== Segment start ==

use serde::{Deserialize, Serialize};

/// Unix milliseconds — the only time type.
pub type Ms = i64;

/// Sequential entity ids. Assigned by the engine, monotonic, never reused
/// while the journal still records the entity's creation.
pub type UserId = u64;
pub type RoomId = u64;
pub type BookingId = u64;

/// Half-open interval `[start, end)`.
#[derive(Debug, Clone, Copy, PartialEq, Eq, Serialize, Deserialize)]
pub struct Span {
    pub start: Ms,
    pub end: Ms,
}

impl Span {
    pub fn new(start: Ms, end: Ms) -> Self {
        debug_assert!(start < end, "Span start must be before end");
        Self { start, end }
    }

    pub fn duration_ms(&self) -> Ms {
        self.end - self.start
    }

    /// Touching endpoints (one span ending exactly when the other starts)
    /// do NOT overlap.
    pub fn overlaps(&self, other: &Span) -> bool {
        self.start < other.end && other.start < self.end
    }

    pub fn contains_instant(&self, t: Ms) -> bool {
        self.start <= t && t < self.end
    }
}

#[derive(Debug, Clone, PartialEq, Eq, Serialize, Deserialize)]
pub struct User {
    pub id: UserId,
    pub name: String,
    /// Opaque string, not validated for format.
    pub email: String,
}

/// Room metadata as returned by queries. Live per-room state (including its
/// bookings) lives in [`RoomState`].
#[derive(Debug, Clone, PartialEq, Eq, Serialize, Deserialize)]
pub struct Room {
    pub id: RoomId,
    pub name: String,
    pub capacity: u32,
    pub location: Option<String>,
}

/// A booking references its room and user by id — it does not own them.
#[derive(Debug, Clone, Copy, PartialEq, Eq, Serialize, Deserialize)]
pub struct Booking {
    pub id: BookingId,
    pub room_id: RoomId,
    pub user_id: UserId,
    pub span: Span,
}

/// Per-room mutable state: the room's fields plus its bookings, kept sorted
/// by `span.start` so conflict checks can skip non-overlapping tails.
#[derive(Debug, Clone)]
pub struct RoomState {
    pub id: RoomId,
    pub name: String,
    pub capacity: u32,
    pub location: Option<String>,
    pub bookings: Vec<Booking>,
}

impl RoomState {
    pub fn new(id: RoomId, name: String, capacity: u32, location: Option<String>) -> Self {
        Self {
            id,
            name,
            capacity,
            location,
            bookings: Vec::new(),
        }
    }

    pub fn info(&self) -> Room {
        Room {
            id: self.id,
            name: self.name.clone(),
            capacity: self.capacity,
            location: self.location.clone(),
        }
    }

    /// Insert a booking maintaining sort order by span.start.
    pub fn insert_booking(&mut self, booking: Booking) {
        let pos = self
            .bookings
            .binary_search_by_key(&booking.span.start, |b| b.span.start)
            .unwrap_or_else(|e| e);
        self.bookings.insert(pos, booking);
    }

    /// Remove a booking by id.
    pub fn remove_booking(&mut self, id: BookingId) -> Option<Booking> {
        if let Some(pos) = self.bookings.iter().position(|b| b.id == id) {
            Some(self.bookings.remove(pos))
        } else {
            None
        }
    }

    pub fn get_booking(&self, id: BookingId) -> Option<&Booking> {
        self.bookings.iter().find(|b| b.id == id)
    }

    /// Return only bookings whose span overlaps the query window.
    /// Uses binary search to skip bookings starting at or after `query.end`.
    pub fn overlapping(&self, query: &Span) -> impl Iterator<Item = &Booking> {
        let right_bound = self
            .bookings
            .partition_point(|b| b.span.start < query.end);
        self.bookings[..right_bound]
            .iter()
            .filter(move |b| b.span.end > query.start)
    }
}

/// The event types — flat, no nesting. This is the journal record format.
#[derive(Debug, Clone, PartialEq, Eq, Serialize, Deserialize)]
pub enum Event {
    UserCreated {
        id: UserId,
        name: String,
        email: String,
    },
    UserDeleted {
        id: UserId,
    },
    RoomCreated {
        id: RoomId,
        name: String,
        capacity: u32,
        location: Option<String>,
    },
    RoomDeleted {
        id: RoomId,
    },
    BookingCreated {
        id: BookingId,
        room_id: RoomId,
        user_id: UserId,
        span: Span,
    },
    BookingCancelled {
        id: BookingId,
        room_id: RoomId,
    },
}

#[cfg(test)]
mod tests {
    use super::*;

    fn booking(id: BookingId, start: Ms, end: Ms) -> Booking {
        Booking {
            id,
            room_id: 1,
            user_id: 1,
            span: Span::new(start, end),
        }
    }

    #[test]
    fn span_basics() {
        let s = Span::new(100, 200);
        assert_eq!(s.duration_ms(), 100);
        assert!(s.contains_instant(100));
        assert!(s.contains_instant(199));
        assert!(!s.contains_instant(200)); // half-open
    }

    #[test]
    fn span_overlap() {
        let a = Span::new(100, 200);
        let b = Span::new(150, 250);
        let c = Span::new(200, 300);
        assert!(a.overlaps(&b));
        assert!(b.overlaps(&a));
        assert!(!a.overlaps(&c)); // adjacent, not overlapping
        assert!(!c.overlaps(&a));
    }

    #[test]
    fn booking_ordering() {
        let mut rs = RoomState::new(1, "A".into(), 4, None);
        rs.insert_booking(booking(1, 300, 400));
        rs.insert_booking(booking(2, 100, 200));
        rs.insert_booking(booking(3, 200, 300));
        assert_eq!(rs.bookings[0].span.start, 100);
        assert_eq!(rs.bookings[1].span.start, 200);
        assert_eq!(rs.bookings[2].span.start, 300);
    }

    #[test]
    fn booking_remove() {
        let mut rs = RoomState::new(1, "A".into(), 4, None);
        rs.insert_booking(booking(1, 100, 200));
        assert_eq!(rs.bookings.len(), 1);
        assert_eq!(rs.remove_booking(1).map(|b| b.id), Some(1));
        assert!(rs.bookings.is_empty());
    }

    #[test]
    fn remove_nonexistent_returns_none() {
        let mut rs = RoomState::new(1, "A".into(), 4, None);
        rs.insert_booking(booking(1, 100, 200));
        assert!(rs.remove_booking(42).is_none());
        assert_eq!(rs.bookings.len(), 1); // original still there
    }

    #[test]
    fn remove_middle_preserves_order() {
        let mut rs = RoomState::new(1, "A".into(), 4, None);
        for i in 0..3u64 {
            rs.insert_booking(booking(i + 1, (i as Ms) * 100, (i as Ms) * 100 + 50));
        }
        rs.remove_booking(2); // remove middle
        assert_eq!(rs.bookings.len(), 2);
        assert_eq!(rs.bookings[0].id, 1);
        assert_eq!(rs.bookings[1].id, 3);
    }

    #[test]
    fn overlapping_skips_non_intersecting() {
        let mut rs = RoomState::new(1, "A".into(), 4, None);
        rs.insert_booking(booking(1, 100, 200)); // past
        rs.insert_booking(booking(2, 450, 600)); // overlaps
        rs.insert_booking(booking(3, 1000, 1100)); // starts after query end

        let query = Span::new(500, 800);
        let hits: Vec<_> = rs.overlapping(&query).collect();
        assert_eq!(hits.len(), 1);
        assert_eq!(hits[0].id, 2);
    }

    #[test]
    fn overlapping_adjacent_not_included() {
        // Booking ending exactly at query.start is NOT overlapping (half-open)
        let mut rs = RoomState::new(1, "A".into(), 4, None);
        rs.insert_booking(booking(1, 100, 200));
        let query = Span::new(200, 300);
        assert!(rs.overlapping(&query).next().is_none());
    }

    #[test]
    fn overlapping_spanning_booking_found() {
        let mut rs = RoomState::new(1, "A".into(), 4, None);
        rs.insert_booking(booking(1, 0, 10_000));
        let query = Span::new(500, 600);
        let hits: Vec<_> = rs.overlapping(&query).collect();
        assert_eq!(hits.len(), 1);
    }

    #[test]
    fn overlapping_empty_room() {
        let rs = RoomState::new(1, "A".into(), 4, None);
        assert!(rs.overlapping(&Span::new(0, 1000)).next().is_none());
    }

    #[test]
    fn event_serialization_roundtrip() {
        let event = Event::BookingCreated {
            id: 7,
            room_id: 2,
            user_id: 3,
            span: Span::new(1000, 2000),
        };
        let bytes = bincode::serialize(&event).unwrap();
        let decoded: Event = bincode::deserialize(&bytes).unwrap();
        assert_eq!(event, decoded);
    }
}
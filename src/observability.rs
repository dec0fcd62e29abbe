use std::net::SocketAddr;

// ── RED metrics (request-driven) ────────────────────────────────

/// Counter: bookings successfully created.
pub const BOOKINGS_CREATED_TOTAL: &str = "huddle_bookings_created_total";

/// Counter: booking candidates rejected by the scheduling policy.
pub const BOOKING_CONFLICTS_TOTAL: &str = "huddle_booking_conflicts_total";

/// Counter: health/ping requests recorded.
pub const REQUESTS_RECORDED_TOTAL: &str = "huddle_requests_recorded_total";

/// Counter: rejected admin-endpoint authentications.
pub const AUTH_FAILURES_TOTAL: &str = "huddle_auth_failures_total";

// ── USE metrics (resource utilization) ──────────────────────────

/// Histogram: journal group-commit flush duration in seconds.
pub const JOURNAL_FLUSH_DURATION_SECONDS: &str = "huddle_journal_flush_duration_seconds";

/// Histogram: journal group-commit batch size (events per flush).
pub const JOURNAL_FLUSH_BATCH_SIZE: &str = "huddle_journal_flush_batch_size";

/// Install Prometheus metrics exporter on the given port. No-op if port is None.
pub fn init(port: Option<u16>) {
    let Some(port) = port else { return };
    let addr: SocketAddr = ([0, 0, 0, 0], port).into();
    metrics_exporter_prometheus::PrometheusBuilder::new()
        .with_http_listener(addr)
        .install()
        .expect("failed to install Prometheus metrics exporter");
    tracing::info!("metrics endpoint: http://0.0.0.0:{port}/metrics");
}
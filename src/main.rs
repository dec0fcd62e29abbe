use std::net::SocketAddr;
use std::sync::Arc;

use tokio::net::TcpListener;
use tracing::info;

use huddle::compactor;
use huddle::engine::{Engine, NoOverlap};
use huddle::http::{AppState, RequestLog, TokenStore, router};

#[tokio::main]
async fn main() -> Result<(), Box<dyn std::error::Error>> {
    tracing_subscriber::fmt::init();

    let metrics_port: Option<u16> = std::env::var("HUDDLE_METRICS_PORT")
        .ok()
        .and_then(|s| s.parse().ok());
    huddle::observability::init(metrics_port);

    let port = std::env::var("HUDDLE_PORT").unwrap_or_else(|_| "5000".into());
    let bind = std::env::var("HUDDLE_BIND").unwrap_or_else(|_| "0.0.0.0".into());
    let data_dir = std::env::var("HUDDLE_DATA_DIR").unwrap_or_else(|_| "./data".into());
    let admin_tokens = std::env::var("HUDDLE_ADMIN_TOKENS").unwrap_or_default();
    let compact_threshold: u64 = std::env::var("HUDDLE_COMPACT_THRESHOLD")
        .ok()
        .and_then(|s| s.parse().ok())
        .unwrap_or(1000);

    std::fs::create_dir_all(&data_dir)?;
    let journal_path = std::path::Path::new(&data_dir).join("bookings.journal");

    let engine = Arc::new(Engine::new(journal_path, Box::new(NoOverlap))?);
    tokio::spawn(compactor::run_compactor(engine.clone(), compact_threshold));

    let tokens = Arc::new(TokenStore::from_env_value(&admin_tokens));
    if tokens.is_empty() {
        tracing::warn!("no admin tokens configured, admin endpoints will reject all requests");
    }

    let state = AppState {
        engine,
        requests: Arc::new(RequestLog::new(1000)),
        tokens,
    };
    let app = router(state);

    let addr = format!("{bind}:{port}");
    let listener = TcpListener::bind(&addr).await?;
    info!("huddle listening on {addr}");
    info!("  data_dir: {data_dir}");
    info!(
        "  metrics: {}",
        metrics_port.map_or("disabled".to_string(), |p| format!(
            "http://0.0.0.0:{p}/metrics"
        ))
    );

    axum::serve(
        listener,
        app.into_make_service_with_connect_info::<SocketAddr>(),
    )
    .with_graceful_shutdown(shutdown_signal())
    .await?;

    info!("huddle stopped");
    Ok(())
}

/// Resolve on SIGTERM or ctrl-c, letting in-flight requests drain.
async fn shutdown_signal() {
    let ctrl_c = tokio::signal::ctrl_c();
    #[cfg(unix)]
    {
        let mut sigterm = tokio::signal::unix::signal(tokio::signal::unix::SignalKind::terminate())
            .expect("failed to register SIGTERM handler");
        tokio::select! {
            _ = ctrl_c => {}
            _ = sigterm.recv() => {}
        }
    }
    #[cfg(not(unix))]
    {
        ctrl_c.await.ok();
    }
    info!("shutdown signal received");
}
pub mod auth;
pub mod error;
pub mod handlers;
pub mod reqlog;

use std::sync::Arc;

use axum::Router;
use axum::middleware;
use axum::routing::{delete, get};
use tower_http::trace::TraceLayer;

use crate::engine::Engine;

pub use auth::TokenStore;
pub use reqlog::RequestLog;

/// Shared handler state, constructed once at startup and injected — no
/// ambient globals.
#[derive(Clone)]
pub struct AppState {
    pub engine: Arc<Engine>,
    pub requests: Arc<RequestLog>,
    pub tokens: Arc<TokenStore>,
}

pub fn router(state: AppState) -> Router {
    let admin = Router::new()
        .route(
            "/requests",
            get(handlers::admin_list_requests).delete(handlers::admin_clear_requests),
        )
        .route_layer(middleware::from_fn_with_state(
            state.clone(),
            auth::require_bearer,
        ));

    Router::new()
        .route("/health", get(handlers::health))
        .route("/ping", get(handlers::ping))
        .route(
            "/api/rooms",
            get(handlers::list_rooms).post(handlers::create_room),
        )
        .route("/api/rooms/:id", delete(handlers::delete_room))
        .route(
            "/api/users",
            get(handlers::list_users).post(handlers::create_user),
        )
        .route("/api/users/:id", delete(handlers::delete_user))
        .route(
            "/api/bookings",
            get(handlers::list_bookings).post(handlers::create_booking),
        )
        .route("/api/bookings/:id", delete(handlers::delete_booking))
        .nest("/admin", admin)
        .layer(TraceLayer::new_for_http())
        .with_state(state)
}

== Segment end ==

**EXERCISE INSTRUCTIONS:** Return all lines of the material above in which "next" occurs.

**SOLUTION FOR THIS TASK:**
        assert!(rs.overlapping(&query).next().is_none());
        assert!(rs.overlapping(&Span::new(0, 1000)).next().is_none());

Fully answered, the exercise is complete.